部屋や物件を探すときは「ハザードマップ」も見ておこう


賃貸を探す、家を買う人は、快適で住みやすいのはもちろん、できれば「家賃が安い」「手頃な価格」という条件を満たす物件を望みます。それは間違いではありませんが、自然災害の発生を踏まえて、これからの物件探しには「ハザードマップ」も必要。より安全なエリアを選択することができますし、条件に沿う物件が浸水想定区域にあっても、安全かつ確実に避難施設へ行けるかどうかの確認が可能だからです。

また、ハザードマップのほかに、「地名」でも土地の性質を知ることができます。たとえば、「雨谷」「雨森」という地名は、雨の降りやすい土地を表しているそうです。ほかには「河内・川内(氾濫、浸水場所に多い)」「ハケ(大塙、塙下など。石混じりで地盤のゆるい可能性がある)」「ヌク(貫、大貫など。山崩れ、土砂崩れ、鉄砲水などに注意)」といった文字が使われている場合、「名取(洪水や津波で土地が削り取られた土地のこと)」「小豆(崩壊しやすい土地)」「麻布・浅布(崖崩れが起こりやすい場所)」が用いられた土地も、自然災害が起こった可能性があるとされています。

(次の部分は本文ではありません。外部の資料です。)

//! Carve-and-repair room generator.
//!
//! Starts from an open room, drops straight wall segments in from the outer
//! wall, then repairs the result into a single connected floor area with one
//! entrance on the south side and an origin marker near the center.

use crate::ascii::{AsciiGrid, Cell};
use crate::grid::Grid;
use crate::symbols::{EMPTY, ORIGIN, WALL};
use log::{debug, trace, warn};
use rand::Rng;
use std::collections::VecDeque;

/// Floor regions smaller than this are filled in.
pub const MIN_ROOM_SIZE: usize = 15;

/// Shortest wall segment dropped in from the outer wall.
const MIN_WALL_LENGTH: usize = 3;

/// Dimensions and wall budget for one carved room.
#[derive(Debug, Clone, Copy, PartialEq, Eq)]
pub struct CarveConfig {
    /// Columns.
    pub width: usize,
    /// Rows.
    pub height: usize,
    /// Number of wall segments to drop in.
    pub num_walls: usize,
}

impl CarveConfig {
    /// Room of the given size with the default wall count, `(width + height) / 8`.
    pub const fn new(width: usize, height: usize) -> Self {
        Self {
            width,
            height,
            num_walls: (width + height) / 8,
        }
    }

    /// Overrides the wall count.
    #[must_use]
    pub const fn with_walls(mut self, num_walls: usize) -> Self {
        self.num_walls = num_walls;
        self
    }
}

impl Default for CarveConfig {
    fn default() -> Self {
        Self::new(20, 20)
    }
}

/// Generates a room.
///
/// Rooms narrower or shorter than 5 have no interior to drop walls into, so
/// they come back as a walled box with an entrance and origin only.
pub fn carve<R: Rng + ?Sized>(config: &CarveConfig, rng: &mut R) -> AsciiGrid {
    let CarveConfig {
        width,
        height,
        num_walls,
    } = *config;
    let mut grid = AsciiGrid::filled(height, width, EMPTY);
    if width == 0 || height == 0 {
        return grid;
    }
    add_boundary_wall(&mut grid);

    if width >= 5 && height >= 5 {
        for _ in 0..num_walls {
            drop_wall_segment(&mut grid, rng);
        }
    } else {
        debug!("Room {width}x{height} too small for interior walls");
    }

    thin_wall_blobs(&mut grid);
    widen_narrow_corridors(&mut grid);
    remove_floating_walls(&mut grid);
    remove_small_regions(&mut grid, MIN_ROOM_SIZE);
    grid.remove_1x1_rooms();
    merge_regions(&mut grid);
    make_entrance(&mut grid);
    place_origin(&mut grid);
    grid
}

fn add_boundary_wall(grid: &mut AsciiGrid) {
    let (rows, cols) = grid.dims();
    for r in 0..rows {
        grid.set(r, 0, WALL);
        grid.set(r, cols - 1, WALL);
    }
    for c in 0..cols {
        grid.set(0, c, WALL);
        grid.set(rows - 1, c, WALL);
    }
}

/// Drops one straight segment in from a random side.
fn drop_wall_segment<R: Rng + ?Sized>(grid: &mut AsciiGrid, rng: &mut R) {
    let (rows, cols) = grid.dims();
    let edge = rng.gen_range(0..=3);
    let span = if edge < 2 { rows } else { cols };
    let max_len = (span / 2).max(MIN_WALL_LENGTH);
    let length = rng.gen_range(MIN_WALL_LENGTH..=max_len);

    match edge {
        0 => {
            let col = rng.gen_range(2..=cols - 3);
            for r in (1..rows - 1).take(length) {
                grid.set(r, col, WALL);
            }
        }
        1 => {
            let col = rng.gen_range(2..=cols - 3);
            for r in (1..rows - 1).rev().take(length) {
                grid.set(r, col, WALL);
            }
        }
        2 => {
            let row = rng.gen_range(2..=rows - 3);
            for c in (1..cols - 1).take(length) {
                grid.set(row, c, WALL);
            }
        }
        _ => {
            let row = rng.gen_range(2..=rows - 3);
            for c in (1..cols - 1).rev().take(length) {
                grid.set(row, c, WALL);
            }
        }
    }
    trace!("Dropped wall segment of length {length} from edge {edge}");
}

/// Interior cells of a grid, row-major.
fn interior(rows: usize, cols: usize) -> impl Iterator<Item = Cell> {
    (1..rows.saturating_sub(1)).flat_map(move |r| (1..cols.saturating_sub(1)).map(move |c| (r, c)))
}

/// Clears interior walls that sit inside a thick block.
///
/// A wall with three or more wall neighbors, or one completing a 2x2 wall
/// square, becomes floor.
fn thin_wall_blobs(grid: &mut AsciiGrid) {
    let (rows, cols) = grid.dims();
    let cap = rows * cols;
    let is_wall = |g: &AsciiGrid, r: usize, c: usize| g.get(r, c) == WALL;

    for _ in 0..cap {
        let mut changed = false;
        for (r, c) in interior(rows, cols) {
            if !is_wall(grid, r, c) {
                continue;
            }
            let up = is_wall(grid, r - 1, c);
            let down = is_wall(grid, r + 1, c);
            let left = is_wall(grid, r, c - 1);
            let right = is_wall(grid, r, c + 1);
            let neighbors = [up, down, left, right].iter().filter(|&&w| w).count();

            let square = (up && left && is_wall(grid, r - 1, c - 1))
                || (up && right && is_wall(grid, r - 1, c + 1))
                || (down && left && is_wall(grid, r + 1, c - 1))
                || (down && right && is_wall(grid, r + 1, c + 1));

            if neighbors >= 3 || square {
                grid.set(r, c, EMPTY);
                changed = true;
            }
        }
        if !changed {
            return;
        }
    }
    warn!("Wall thinning did not settle after {cap} passes");
}

/// Opens one flanking wall beside every 1-wide corridor cell.
///
/// Horizontal flanks are checked first; the outer wall is only opened when
/// the other flank is also outer.
fn widen_narrow_corridors(grid: &mut AsciiGrid) {
    let (rows, cols) = grid.dims();
    let cap = rows * cols;

    for _ in 0..cap {
        let mut changed = false;
        for (r, c) in interior(rows, cols) {
            if grid.get(r, c) != EMPTY {
                continue;
            }
            if grid.get(r, c - 1) == WALL && grid.get(r, c + 1) == WALL {
                if c - 1 > 0 {
                    changed |= grid.set(r, c - 1, EMPTY);
                } else if c + 1 < cols - 1 {
                    changed |= grid.set(r, c + 1, EMPTY);
                }
                continue;
            }
            if grid.get(r - 1, c) == WALL && grid.get(r + 1, c) == WALL {
                if r - 1 > 0 {
                    changed |= grid.set(r - 1, c, EMPTY);
                } else if r + 1 < rows - 1 {
                    changed |= grid.set(r + 1, c, EMPTY);
                }
            }
        }
        if !changed {
            return;
        }
    }
    warn!("Corridor widening did not settle after {cap} passes");
}

/// Clears interior walls not connected to the outer wall.
fn remove_floating_walls(grid: &mut AsciiGrid) {
    let (rows, cols) = grid.dims();
    let mut anchored: Grid<bool> = Grid::new(rows, cols);
    let mut queue = VecDeque::new();

    for (r, c) in grid.cells() {
        let on_edge = r == 0 || c == 0 || r + 1 == rows || c + 1 == cols;
        if on_edge && grid.get(r, c) == WALL {
            if let Some(flag) = anchored.get_mut(r, c) {
                *flag = true;
            }
            queue.push_back((r, c));
        }
    }

    while let Some((r, c)) = queue.pop_front() {
        for next in neighbors4(grid, (r, c)) {
            if grid.get(next.0, next.1) != WALL {
                continue;
            }
            if let Some(flag) = anchored.get_mut(next.0, next.1) {
                if !*flag {
                    *flag = true;
                    queue.push_back(next);
                }
            }
        }
    }

    let mut removed = 0;
    for (r, c) in interior(rows, cols) {
        if grid.get(r, c) == WALL && !anchored.get(r, c).copied().unwrap_or(false) {
            grid.set(r, c, EMPTY);
            removed += 1;
        }
    }
    if removed > 0 {
        debug!("Removed {removed} floating wall cells");
    }
}

/// Fills floor regions smaller than `min_size` with wall.
fn remove_small_regions(grid: &mut AsciiGrid, min_size: usize) {
    let (_, regions) = label_regions(grid);
    for (label, cells) in regions.iter().enumerate() {
        if cells.len() >= min_size {
            continue;
        }
        trace!("Filling floor region {label} of {} cells", cells.len());
        fill(grid, cells);
    }
}

fn fill(grid: &mut AsciiGrid, cells: &[Cell]) {
    for &(r, c) in cells {
        grid.set(r, c, WALL);
    }
}

/// Labels 4-connected floor regions in row-major discovery order.
///
/// Returns the label per cell and the cells of each region.
pub fn label_regions(grid: &AsciiGrid) -> (Grid<Option<usize>>, Vec<Vec<Cell>>) {
    let (rows, cols) = grid.dims();
    let mut labels: Grid<Option<usize>> = Grid::new(rows, cols);
    let mut regions: Vec<Vec<Cell>> = Vec::new();

    for start in grid.cells() {
        if grid.get(start.0, start.1) != EMPTY || labels.get(start.0, start.1).copied().flatten().is_some() {
            continue;
        }
        let label = regions.len();
        let mut cells = Vec::new();
        let mut queue = VecDeque::from([start]);
        if let Some(slot) = labels.get_mut(start.0, start.1) {
            *slot = Some(label);
        }
        while let Some(cell) = queue.pop_front() {
            cells.push(cell);
            for next in neighbors4(grid, cell) {
                if grid.get(next.0, next.1) != EMPTY {
                    continue;
                }
                if let Some(slot) = labels.get_mut(next.0, next.1) {
                    if slot.is_none() {
                        *slot = Some(label);
                        queue.push_back(next);
                    }
                }
            }
        }
        regions.push(cells);
    }
    (labels, regions)
}

/// Joins floor regions until one remains.
///
/// Each round opens a single wall cell between the first region and another
/// one, searching right, left, up, then down from each cell of the first
/// region. Regions separated by thicker walls cannot be joined that way, so
/// once no door is left every region but the largest is filled in.
fn merge_regions(grid: &mut AsciiGrid) {
    let (rows, cols) = grid.dims();
    let cap = rows * cols;

    for _ in 0..cap {
        let (labels, regions) = label_regions(grid);
        if regions.len() <= 1 {
            return;
        }
        let other = |r: usize, c: usize| labels.get(r, c).copied().flatten().is_some_and(|l| l != 0);

        let door = regions[0].iter().find_map(|&(r, c)| {
            let wall = |r: usize, c: usize| grid.get(r, c) == WALL;
            if c + 2 < cols && wall(r, c + 1) && other(r, c + 2) {
                return Some((r, c + 1));
            }
            if c >= 2 && wall(r, c - 1) && other(r, c - 2) {
                return Some((r, c - 1));
            }
            if r >= 2 && wall(r - 1, c) && other(r - 2, c) {
                return Some((r - 1, c));
            }
            if r + 2 < rows && wall(r + 1, c) && other(r + 2, c) {
                return Some((r + 1, c));
            }
            None
        });

        match door {
            Some((r, c)) => {
                trace!("Opening door at ({r}, {c}) between floor regions");
                grid.set(r, c, EMPTY);
            }
            None => {
                warn!(
                    "{} floor regions remain with no single-wall door between them, keeping the largest",
                    regions.len()
                );
                keep_largest_region(grid, &regions);
                return;
            }
        }
    }
    warn!("Region merging did not settle after {cap} rounds");
}

fn keep_largest_region(grid: &mut AsciiGrid, regions: &[Vec<Cell>]) {
    let largest = regions
        .iter()
        .enumerate()
        .max_by_key(|(index, cells)| (cells.len(), std::cmp::Reverse(*index)))
        .map(|(index, _)| index);
    for (index, cells) in regions.iter().enumerate() {
        if Some(index) != largest {
            fill(grid, cells);
        }
    }
}

/// Opens the first south wall cell that has floor directly above it.
fn make_entrance(grid: &mut AsciiGrid) {
    let (rows, cols) = grid.dims();
    if rows < 2 {
        return;
    }
    let bottom = rows - 1;
    let entrance = (1..cols.saturating_sub(1))
        .find(|&c| grid.get(bottom, c) == WALL && grid.get(bottom - 1, c) == EMPTY);
    match entrance {
        Some(c) => {
            grid.set(bottom, c, EMPTY);
        }
        None => debug!("No spot for a south entrance"),
    }
}

/// Marks the center as origin, or the nearest floor cell if the center is a
/// wall.
fn place_origin(grid: &mut AsciiGrid) {
    let (rows, cols) = grid.dims();
    let center = (rows / 2, cols / 2);
    if grid.get(center.0, center.1) != WALL {
        grid.set(center.0, center.1, ORIGIN);
        return;
    }
    let nearest = grid
        .cells()
        .filter(|&(r, c)| grid.get(r, c) == EMPTY)
        .min_by_key(|&(r, c)| (r.abs_diff(center.0) + c.abs_diff(center.1), r, c));
    match nearest {
        Some((r, c)) => {
            grid.set(r, c, ORIGIN);
        }
        None => warn!("Room has no floor for an origin"),
    }
}

fn neighbors4(grid: &AsciiGrid, cell: Cell) -> impl Iterator<Item = Cell> + '_ {
    mapgen_rules::Direction::ALL
        .into_iter()
        .filter_map(move |direction| grid.step(cell, direction))
}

ハザードマップや地名の情報は大切ですが、それだけで住みにくいエリアと決めつけることには問題があります。市町村によっては、「マップに表示された浸水想定区域すべての範囲で浸水する可能性は少ないと考えられる」としているため、神経質になりすぎず、いざという時の準備を怠らないようにしましょう。